Dessa estratégia decorrem súplicas e mais súplicas no supermercado, para que os genitores comprem o sabão em pó X, o sabonete Y e o desinfetante Z. O motivo? "Ah mamãe, esse mata meeeesmo os germes". Eu sempre resisti bravamente. Acho um pouco desnecessário essa coisa que querer pôr o mundo inteiro numa termodesinfectora. Provavelmente por birra não compro os tais sabonetes, a menos que tenha um bom motivo - como quando minhas filhas tiveram catapora. Naquela ocasião, as bactérias seriam ruins. Em outras, o que não mata, fortalece.

Acontece que fomos ao parquinho de areia, eu, minhas filhas, minha irmã e meus sobrinhos. Na volta, ao chegar à casa da minha irmã, fui dar um banho nas crianças. Preciso contar uma coisa: "de mamando a caducando", todas as quatro crianças comemoraram o fato de que iam tomar banho com o tal sabonete antisséptico da tampa vermelha. Não parecia um banho, aliás. Era, antes, um batismo de limpeza, uma passagem de uma vida com germes para outra sem eles.

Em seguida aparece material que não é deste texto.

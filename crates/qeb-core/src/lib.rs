//! Core types shared by the quantum error bars crates
//!
//! This crate holds the pieces every other crate in the workspace depends
//! on: the unified [`Error`] type and the [`DiagnosticSink`] abstraction used
//! to report warnings without a global logger.
//!
//! # Example
//!
//! ```rust
//! use qeb_core::{CollectingSink, DiagnosticSink, Error};
//!
//! let sink = CollectingSink::new();
//! sink.warning("fit may be poor");
//! assert_eq!(sink.warnings().len(), 1);
//!
//! let err = Error::invalid_scale(2.0);
//! assert!(err.is_configuration());
//! ```

pub mod diagnostics;
pub mod error;

pub use diagnostics::{
    default_sink, CollectingSink, Diagnostic, DiagnosticSink, NullSink, Severity, SharedSink,
    TracingSink,
};
pub use error::{Error, Result};

/// Prelude module for convenient imports
pub mod prelude {
    pub use crate::diagnostics::{DiagnosticSink, SharedSink};
    pub use crate::error::{Error, Result};
}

Fiquei de queixo caído com a adesão das crianças à propaganda. Tanto que precisei experimentar. Eu tinha que saber o que acontecia. Esperei, inclusive, que saíssem fagulhas ou tocasse uma musiquinha ou algo do tipo. Mas nada aconteceu. Continuei com a pele sobre o tecido subcutâneo e este sobre os músculos que se inserem nos ossos. Não fiquei mais bonita ou mais rica. Não fiquei mais saudável, nem mais doente.

OK. Escritora de pouca fé. As bactérias são invisíveis a olho nu.

Concordo, mas recuso-me a acreditar que fui enganada durante tantos anos. Quer dizer, por duas décadas - quase três - acreditei que ficava limpa tomando o bom e velho banho com bucha e sabonete comum. O que foi feito disso agora? Será que eu passei a vida suja, ou as coisas estão tomando um rumo exagerado hoje? São respostas que eu não tenho para fornecer. Tenho cá minhas suspeitas, que provavelmente não poderiam ser expressas sem o risco de um processo.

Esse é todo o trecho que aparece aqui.